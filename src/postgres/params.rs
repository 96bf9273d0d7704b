use std::error::Error;
use std::str::FromStr;

use chrono::{DateTime, NaiveDate, SecondsFormat, Utc};
use rust_decimal::Decimal;
use tokio_postgres::types::{IsNull, ToSql, Type, WrongType};
use tokio_util::bytes;
use uuid::Uuid;

use crate::error::SqlTemplateError;
use crate::types::{ParamConverter, RowValues, parse_bool_text, parse_timestamp};

type BoxError = Box<dyn Error + Sync + Send>;

/// Borrowed Postgres parameters.
pub struct Params<'a> {
    references: Vec<&'a (dyn ToSql + Sync)>,
}

impl<'a> Params<'a> {
    /// Borrow row values as Postgres parameters.
    #[must_use]
    pub fn convert(params: &'a [RowValues]) -> Params<'a> {
        let references = params.iter().map(|p| p as &(dyn ToSql + Sync)).collect();
        Params { references }
    }

    #[must_use]
    pub fn as_refs(&self) -> &[&'a (dyn ToSql + Sync)] {
        &self.references
    }
}

impl<'a> ParamConverter<'a> for Params<'a> {
    type Converted = Params<'a>;

    fn convert_sql_params(params: &'a [RowValues]) -> Result<Self::Converted, SqlTemplateError> {
        Ok(Self::convert(params))
    }
}

fn is_text(ty: &Type) -> bool {
    matches!(
        *ty,
        Type::TEXT | Type::VARCHAR | Type::BPCHAR | Type::NAME | Type::UNKNOWN
    )
}

fn kind(value: &RowValues) -> &'static str {
    match value {
        RowValues::Int(_) => "an integer",
        RowValues::Float(_) => "a float",
        RowValues::Text(_) => "text",
        RowValues::Bool(_) => "a boolean",
        RowValues::Timestamp(_) => "a timestamp",
        RowValues::TimestampTz(_) => "a timestamptz",
        RowValues::Null => "null",
        RowValues::JSON(_) => "JSON",
        RowValues::Blob(_) => "bytes",
    }
}

fn mismatch(value: &RowValues, ty: &Type) -> BoxError {
    format!("cannot bind {} to a {ty} parameter", kind(value)).into()
}

fn unparsable(s: &str, ty: &Type) -> BoxError {
    format!("cannot bind text `{s}` to a {ty} parameter").into()
}

/// Widen an integer to a float only when the float holds it exactly.
#[allow(clippy::cast_precision_loss, clippy::cast_possible_truncation)]
fn exact_float(i: i64, ty: &Type) -> Result<f64, BoxError> {
    let wide = if *ty == Type::FLOAT4 {
        f64::from(i as f32)
    } else {
        i as f64
    };
    if wide as i128 == i128::from(i) {
        Ok(wide)
    } else {
        Err(format!("integer {i} is not exactly representable as {ty}").into())
    }
}

/// Narrow a float to an integer only when it has no fractional part and fits `i64`.
#[allow(clippy::cast_possible_truncation)]
fn exact_int(f: f64, ty: &Type) -> Result<i64, BoxError> {
    if f.is_finite() && f.fract() == 0.0 {
        if let Ok(i) = i64::try_from(f as i128) {
            return Ok(i);
        }
    }
    Err(format!("float {f} is not exactly representable as {ty}").into())
}

fn write_int(i: i64, ty: &Type, out: &mut bytes::BytesMut) -> Result<IsNull, BoxError> {
    match *ty {
        Type::INT2 => i16::try_from(i)?.to_sql(ty, out),
        Type::INT4 => i32::try_from(i)?.to_sql(ty, out),
        _ => i.to_sql(ty, out),
    }
}

#[allow(clippy::cast_possible_truncation)]
fn write_float(f: f64, ty: &Type, out: &mut bytes::BytesMut) -> Result<IsNull, BoxError> {
    if *ty == Type::FLOAT4 {
        let narrow = f as f32;
        if f.is_finite() && !narrow.is_finite() {
            return Err(format!("float {f} overflows {ty}").into());
        }
        narrow.to_sql(ty, out)
    } else {
        f.to_sql(ty, out)
    }
}

fn text_to_sql(s: &str, ty: &Type, out: &mut bytes::BytesMut) -> Result<IsNull, BoxError> {
    let trimmed = s.trim();
    match *ty {
        _ if is_text(ty) => s.to_sql(ty, out),
        Type::BYTEA => s.as_bytes().to_sql(ty, out),
        Type::INT2 | Type::INT4 | Type::INT8 => {
            let i = trimmed.parse::<i64>().map_err(|_| unparsable(s, ty))?;
            write_int(i, ty, out)
        }
        Type::FLOAT4 | Type::FLOAT8 => {
            let f = trimmed.parse::<f64>().map_err(|_| unparsable(s, ty))?;
            write_float(f, ty, out)
        }
        Type::BOOL => parse_bool_text(s)
            .ok_or_else(|| unparsable(s, ty))?
            .to_sql(ty, out),
        Type::TIMESTAMP => parse_timestamp(trimmed)
            .ok_or_else(|| unparsable(s, ty))?
            .to_sql(ty, out),
        Type::TIMESTAMPTZ => DateTime::parse_from_rfc3339(trimmed)
            .map(|dt| dt.with_timezone(&Utc))
            .ok()
            .or_else(|| parse_timestamp(trimmed).map(|dt| dt.and_utc()))
            .ok_or_else(|| unparsable(s, ty))?
            .to_sql(ty, out),
        Type::DATE => NaiveDate::parse_from_str(trimmed, "%Y-%m-%d")
            .ok()
            .or_else(|| parse_timestamp(trimmed).map(|dt| dt.date()))
            .ok_or_else(|| unparsable(s, ty))?
            .to_sql(ty, out),
        Type::JSON | Type::JSONB => serde_json::from_str::<serde_json::Value>(s)
            .map_err(|_| unparsable(s, ty))?
            .to_sql(ty, out),
        Type::UUID => Uuid::parse_str(trimmed)
            .map_err(|_| unparsable(s, ty))?
            .to_sql(ty, out),
        Type::NUMERIC => Decimal::from_str(trimmed)
            .map_err(|_| unparsable(s, ty))?
            .to_sql(ty, out),
        _ => Err(mismatch(&RowValues::Text(String::new()), ty)),
    }
}

/// Parameters arrive untyped from JSON input, so each value is written in the
/// representation the server inferred for its placeholder. Only conversions that keep
/// the value intact are performed: an integer bound where the server expects `int4` is
/// narrowed, text bound to a numeric, boolean or temporal placeholder is parsed, and a
/// naive timestamp bound to `timestamptz` is taken as UTC. Every other pairing is an
/// error rather than a reinterpretation of the bytes.
impl ToSql for RowValues {
    fn to_sql(&self, ty: &Type, out: &mut bytes::BytesMut) -> Result<IsNull, BoxError> {
        match self {
            RowValues::Null => Ok(IsNull::Yes),
            RowValues::Int(i) => match *ty {
                Type::INT2 | Type::INT4 | Type::INT8 => write_int(*i, ty, out),
                Type::FLOAT4 | Type::FLOAT8 => write_float(exact_float(*i, ty)?, ty, out),
                Type::NUMERIC => Decimal::from(*i).to_sql(ty, out),
                Type::BOOL if *i == 0 || *i == 1 => (*i == 1).to_sql(ty, out),
                Type::JSON | Type::JSONB => serde_json::Value::from(*i).to_sql(ty, out),
                _ if is_text(ty) => i.to_string().to_sql(ty, out),
                _ => Err(mismatch(self, ty)),
            },
            RowValues::Float(f) => match *ty {
                Type::FLOAT4 | Type::FLOAT8 => write_float(*f, ty, out),
                Type::INT2 | Type::INT4 | Type::INT8 => write_int(exact_int(*f, ty)?, ty, out),
                Type::NUMERIC => Decimal::try_from(*f)
                    .map_err(|_| mismatch(self, ty))?
                    .to_sql(ty, out),
                Type::JSON | Type::JSONB => serde_json::Number::from_f64(*f)
                    .map(serde_json::Value::Number)
                    .ok_or_else(|| mismatch(self, ty))?
                    .to_sql(ty, out),
                _ if is_text(ty) => f.to_string().to_sql(ty, out),
                _ => Err(mismatch(self, ty)),
            },
            RowValues::Text(s) => text_to_sql(s, ty, out),
            RowValues::Bool(b) => match *ty {
                Type::BOOL => b.to_sql(ty, out),
                Type::INT2 | Type::INT4 | Type::INT8 => write_int(i64::from(*b), ty, out),
                Type::JSON | Type::JSONB => serde_json::Value::Bool(*b).to_sql(ty, out),
                _ if is_text(ty) => b.to_string().to_sql(ty, out),
                _ => Err(mismatch(self, ty)),
            },
            RowValues::Timestamp(dt) => match *ty {
                Type::TIMESTAMP => dt.to_sql(ty, out),
                Type::TIMESTAMPTZ => dt.and_utc().to_sql(ty, out),
                Type::DATE => dt.date().to_sql(ty, out),
                _ if is_text(ty) => dt.format("%Y-%m-%d %H:%M:%S%.f").to_string().to_sql(ty, out),
                _ => Err(mismatch(self, ty)),
            },
            RowValues::TimestampTz(dt) => match *ty {
                Type::TIMESTAMPTZ => dt.to_sql(ty, out),
                Type::TIMESTAMP => dt.naive_utc().to_sql(ty, out),
                Type::DATE => dt.date_naive().to_sql(ty, out),
                _ if is_text(ty) => dt
                    .to_rfc3339_opts(SecondsFormat::AutoSi, true)
                    .to_sql(ty, out),
                _ => Err(mismatch(self, ty)),
            },
            RowValues::JSON(jsval) => match *ty {
                Type::JSON | Type::JSONB => jsval.to_sql(ty, out),
                _ if is_text(ty) => jsval.to_string().to_sql(ty, out),
                _ => Err(mismatch(self, ty)),
            },
            RowValues::Blob(bytes) => match *ty {
                Type::BYTEA => bytes.to_sql(ty, out),
                _ => Err(mismatch(self, ty)),
            },
        }
    }

    fn accepts(ty: &Type) -> bool {
        is_text(ty)
            || matches!(
                *ty,
                Type::INT2
                    | Type::INT4
                    | Type::INT8
                    | Type::FLOAT4
                    | Type::FLOAT8
                    | Type::NUMERIC
                    | Type::BOOL
                    | Type::TIMESTAMP
                    | Type::TIMESTAMPTZ
                    | Type::DATE
                    | Type::JSON
                    | Type::JSONB
                    | Type::BYTEA
                    | Type::UUID
            )
    }

    // NULL binds to any placeholder type, including ones `accepts` does not list.
    fn to_sql_checked(&self, ty: &Type, out: &mut bytes::BytesMut) -> Result<IsNull, BoxError> {
        if self.is_null() {
            return Ok(IsNull::Yes);
        }
        if !<Self as ToSql>::accepts(ty) {
            return Err(Box::new(WrongType::new::<Self>(ty.clone())));
        }
        self.to_sql(ty, out)
    }
}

· · ·

= What you should do =
The lines from the first of the entries through the line holding "pub struct Params<'a>" are to be restated word for word, and no others.

= Reply =
filename src/postgres/params.rs
repository 96bf9273d0d7704b
use std::error::Error;
use std::str::FromStr;

use chrono::{DateTime, NaiveDate, SecondsFormat, Utc};
use rust_decimal::Decimal;
use tokio_postgres::types::{IsNull, ToSql, Type, WrongType};
use tokio_util::bytes;
use uuid::Uuid;

use crate::error::SqlTemplateError;
use crate::types::{ParamConverter, RowValues, parse_bool_text, parse_timestamp};

type BoxError = Box<dyn Error + Sync + Send>;

/// Borrowed Postgres parameters.
pub struct Params<'a> {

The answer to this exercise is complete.